» Stored data
====

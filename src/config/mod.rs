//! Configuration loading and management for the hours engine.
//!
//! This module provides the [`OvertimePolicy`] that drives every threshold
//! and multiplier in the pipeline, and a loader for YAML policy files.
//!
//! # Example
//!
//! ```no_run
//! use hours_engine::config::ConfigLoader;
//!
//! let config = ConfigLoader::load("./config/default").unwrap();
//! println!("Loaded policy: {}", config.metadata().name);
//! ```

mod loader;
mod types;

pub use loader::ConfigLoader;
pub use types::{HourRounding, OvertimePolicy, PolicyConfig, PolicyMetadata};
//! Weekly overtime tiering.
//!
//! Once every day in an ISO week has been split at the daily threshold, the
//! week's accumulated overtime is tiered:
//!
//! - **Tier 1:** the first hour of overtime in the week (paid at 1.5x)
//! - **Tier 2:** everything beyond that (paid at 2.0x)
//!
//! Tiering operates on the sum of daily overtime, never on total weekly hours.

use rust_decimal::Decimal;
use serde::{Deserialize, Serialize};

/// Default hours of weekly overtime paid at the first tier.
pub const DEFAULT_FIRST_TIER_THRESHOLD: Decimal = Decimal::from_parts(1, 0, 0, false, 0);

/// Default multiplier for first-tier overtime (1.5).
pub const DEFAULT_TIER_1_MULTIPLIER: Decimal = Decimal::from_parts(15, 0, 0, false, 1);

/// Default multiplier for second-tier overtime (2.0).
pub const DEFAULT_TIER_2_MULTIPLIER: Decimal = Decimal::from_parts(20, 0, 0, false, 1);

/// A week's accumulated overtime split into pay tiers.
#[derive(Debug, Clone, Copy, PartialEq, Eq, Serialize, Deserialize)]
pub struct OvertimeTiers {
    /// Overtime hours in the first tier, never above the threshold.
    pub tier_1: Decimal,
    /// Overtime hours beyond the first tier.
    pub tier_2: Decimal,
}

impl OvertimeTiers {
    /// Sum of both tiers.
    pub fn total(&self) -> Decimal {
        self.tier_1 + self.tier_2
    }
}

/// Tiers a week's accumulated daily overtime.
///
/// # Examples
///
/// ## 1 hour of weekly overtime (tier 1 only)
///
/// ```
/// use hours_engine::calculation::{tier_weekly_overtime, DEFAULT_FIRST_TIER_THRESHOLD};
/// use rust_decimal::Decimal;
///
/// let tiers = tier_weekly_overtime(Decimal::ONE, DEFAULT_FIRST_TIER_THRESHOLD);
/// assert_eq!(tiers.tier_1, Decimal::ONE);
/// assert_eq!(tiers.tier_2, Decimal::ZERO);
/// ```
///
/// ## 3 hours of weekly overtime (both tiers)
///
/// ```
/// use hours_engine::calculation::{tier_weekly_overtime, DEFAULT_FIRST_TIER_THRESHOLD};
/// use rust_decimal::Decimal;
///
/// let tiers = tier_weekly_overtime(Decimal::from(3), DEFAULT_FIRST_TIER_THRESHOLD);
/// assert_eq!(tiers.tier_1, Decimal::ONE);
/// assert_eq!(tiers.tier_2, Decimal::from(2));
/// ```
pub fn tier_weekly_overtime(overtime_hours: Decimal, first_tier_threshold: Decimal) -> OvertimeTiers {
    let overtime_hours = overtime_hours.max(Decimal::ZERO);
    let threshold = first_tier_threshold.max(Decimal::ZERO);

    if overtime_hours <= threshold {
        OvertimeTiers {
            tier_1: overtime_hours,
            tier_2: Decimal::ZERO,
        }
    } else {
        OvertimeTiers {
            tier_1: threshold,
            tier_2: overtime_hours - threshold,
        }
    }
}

====

Exactly as given, set down all of the lines above.

» Task response
filename src/config/mod.rs
//! Configuration loading and management for the hours engine.
//!
//! This module provides the [`OvertimePolicy`] that drives every threshold
//! and multiplier in the pipeline, and a loader for YAML policy files.
//!
//! # Example
//!
//! ```no_run
//! use hours_engine::config::ConfigLoader;
//!
//! let config = ConfigLoader::load("./config/default").unwrap();
//! println!("Loaded policy: {}", config.metadata().name);
//! ```

mod loader;
mod types;

pub use loader::ConfigLoader;
pub use types::{HourRounding, OvertimePolicy, PolicyConfig, PolicyMetadata};
//! Weekly overtime tiering.
//!
//! Once every day in an ISO week has been split at the daily threshold, the
//! week's accumulated overtime is tiered:
//!
//! - **Tier 1:** the first hour of overtime in the week (paid at 1.5x)
//! - **Tier 2:** everything beyond that (paid at 2.0x)
//!
//! Tiering operates on the sum of daily overtime, never on total weekly hours.

use rust_decimal::Decimal;
use serde::{Deserialize, Serialize};

/// Default hours of weekly overtime paid at the first tier.
pub const DEFAULT_FIRST_TIER_THRESHOLD: Decimal = Decimal::from_parts(1, 0, 0, false, 0);

/// Default multiplier for first-tier overtime (1.5).
pub const DEFAULT_TIER_1_MULTIPLIER: Decimal = Decimal::from_parts(15, 0, 0, false, 1);

/// Default multiplier for second-tier overtime (2.0).
pub const DEFAULT_TIER_2_MULTIPLIER: Decimal = Decimal::from_parts(20, 0, 0, false, 1);

/// A week's accumulated overtime split into pay tiers.
#[derive(Debug, Clone, Copy, PartialEq, Eq, Serialize, Deserialize)]
pub struct OvertimeTiers {
    /// Overtime hours in the first tier, never above the threshold.
    pub tier_1: Decimal,
    /// Overtime hours beyond the first tier.
    pub tier_2: Decimal,
}

impl OvertimeTiers {
    /// Sum of both tiers.
    pub fn total(&self) -> Decimal {
        self.tier_1 + self.tier_2
    }
}

/// Tiers a week's accumulated daily overtime.
///
/// # Examples
///
/// ## 1 hour of weekly overtime (tier 1 only)
///
/// ```
/// use hours_engine::calculation::{tier_weekly_overtime, DEFAULT_FIRST_TIER_THRESHOLD};
/// use rust_decimal::Decimal;
///
/// let tiers = tier_weekly_overtime(Decimal::ONE, DEFAULT_FIRST_TIER_THRESHOLD);
/// assert_eq!(tiers.tier_1, Decimal::ONE);
/// assert_eq!(tiers.tier_2, Decimal::ZERO);
/// ```
///
/// ## 3 hours of weekly overtime (both tiers)
///
/// ```
/// use hours_engine::calculation::{tier_weekly_overtime, DEFAULT_FIRST_TIER_THRESHOLD};
/// use rust_decimal::Decimal;
///
/// let tiers = tier_weekly_overtime(Decimal::from(3), DEFAULT_FIRST_TIER_THRESHOLD);
/// assert_eq!(tiers.tier_1, Decimal::ONE);
/// assert_eq!(tiers.tier_2, Decimal::from(2));
/// ```
pub fn tier_weekly_overtime(overtime_hours: Decimal, first_tier_threshold: Decimal) -> OvertimeTiers {
    let overtime_hours = overtime_hours.max(Decimal::ZERO);
    let threshold = first_tier_threshold.max(Decimal::ZERO);

    if overtime_hours <= threshold {
        OvertimeTiers {
            tier_1: overtime_hours,
            tier_2: Decimal::ZERO,
        }
    } else {
        OvertimeTiers {
            tier_1: threshold,
            tier_2: overtime_hours - threshold,
        }
    }
}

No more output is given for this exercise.